Inzwischen sind die Daten von mehreren Hundert Probeflächen in ganz Brandenburg in die Auswertung eines internationalen Datensatzes eingeflossen. Daraus entstanden 2020 zwei weg- weisende wissenschaftliche Veröffentlichungen in den Fachzeitschriften „Science“ und „Nature Ecology & Evolution“. Sie belegen zum einen, wie europaweit die Baumkronenbedeckung mit der verzögerten Antwort des Pflanzenvorkommens auf den Klimawandel zusammenhängt. Zum anderen zeigen sie, dass kleinräumig verbreitete Pflanzenarten, die an sehr spezielle Bedingungen angepasst sind, ein höheres Risiko haben auszusterben.
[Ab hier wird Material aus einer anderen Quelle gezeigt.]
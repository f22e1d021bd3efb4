use axum::{
    Json,
    http::StatusCode,
    response::{IntoResponse, Response},
};
use serde_json::json;
use thiserror::Error;

use crate::engine::SuggestError;

/// Errors surfaced by HTTP handlers, rendered as `{"error": message}`.
#[derive(Error, Debug)]
pub enum ApiError {
    #[error(transparent)]
    Suggest(#[from] SuggestError),

    /// An engine call panicked on the blocking pool
    #[error("internal error")]
    Task(#[from] tokio::task::JoinError),
}

impl ApiError {
    pub fn status(&self) -> StatusCode {
        match self {
            ApiError::Suggest(SuggestError::MissingRestaurant) => StatusCode::BAD_REQUEST,
            ApiError::Suggest(SuggestError::UnknownRestaurant(_))
            | ApiError::Suggest(SuggestError::ItemNotFound { .. }) => StatusCode::NOT_FOUND,
            ApiError::Suggest(SuggestError::DataUnavailable(_)) | ApiError::Task(_) => {
                StatusCode::INTERNAL_SERVER_ERROR
            }
        }
    }
}

impl IntoResponse for ApiError {
    fn into_response(self) -> Response {
        (self.status(), Json(json!({ "error": self.to_string() }))).into_response()
    }
}

#[cfg(test)]
mod tests {
    use super::*;
    use data_loader::DataLoadError;

    #[test]
    fn test_status_mapping() {
        let cases = [
            (SuggestError::MissingRestaurant, StatusCode::BAD_REQUEST),
            (SuggestError::UnknownRestaurant("X".into()), StatusCode::NOT_FOUND),
            (
                SuggestError::ItemNotFound {
                    restaurant: "X".into(),
                    name: "Y".into(),
                },
                StatusCode::NOT_FOUND,
            ),
            (
                SuggestError::DataUnavailable(DataLoadError::FileNotFound { path: "x.json".into() }),
                StatusCode::INTERNAL_SERVER_ERROR,
            ),
        ];

        for (err, status) in cases {
            assert_eq!(ApiError::from(err).status(), status);
        }
    }

    #[tokio::test]
    async fn test_panicked_engine_call_is_internal_error() {
        let join_error = tokio::task::spawn_blocking(|| panic!("engine bug"))
            .await
            .unwrap_err();

        let err = ApiError::from(join_error);
        assert_eq!(err.status(), StatusCode::INTERNAL_SERVER_ERROR);
        assert_eq!(err.to_string(), "internal error");
    }

    #[test]
    fn test_internal_details_are_hidden() {
        let err = ApiError::from(SuggestError::DataUnavailable(DataLoadError::FileNotFound {
            path: "/srv/secret/fastfood_items.json".into(),
        }));
        assert_eq!(err.to_string(), "data unavailable");
    }
}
Großräumig vorkommende Arten dagegen wachsen durch einen erhöhten Nährstoffeintrag in den Boden oft sogar noch besser und können sich somit weiter ausbreiten.

Unsere Wälder in Zukunft bestmöglich zu schützen ist eine Mammutaufgabe, stellt Thilo Heinken klar: „Das ist eine komplexe Frage der Bewirtschaftung der Wälder, die sich in den letzten 50 Jahren stark verändert hat.“ Und dabei spielt es eine große Rolle, wie dicht die Bestände sind und in Zukunft sein werden.

 

Dieser Text erschien im Universitätsmagazin Portal - Zwei 2020 „Digitalisierung“ (PDF).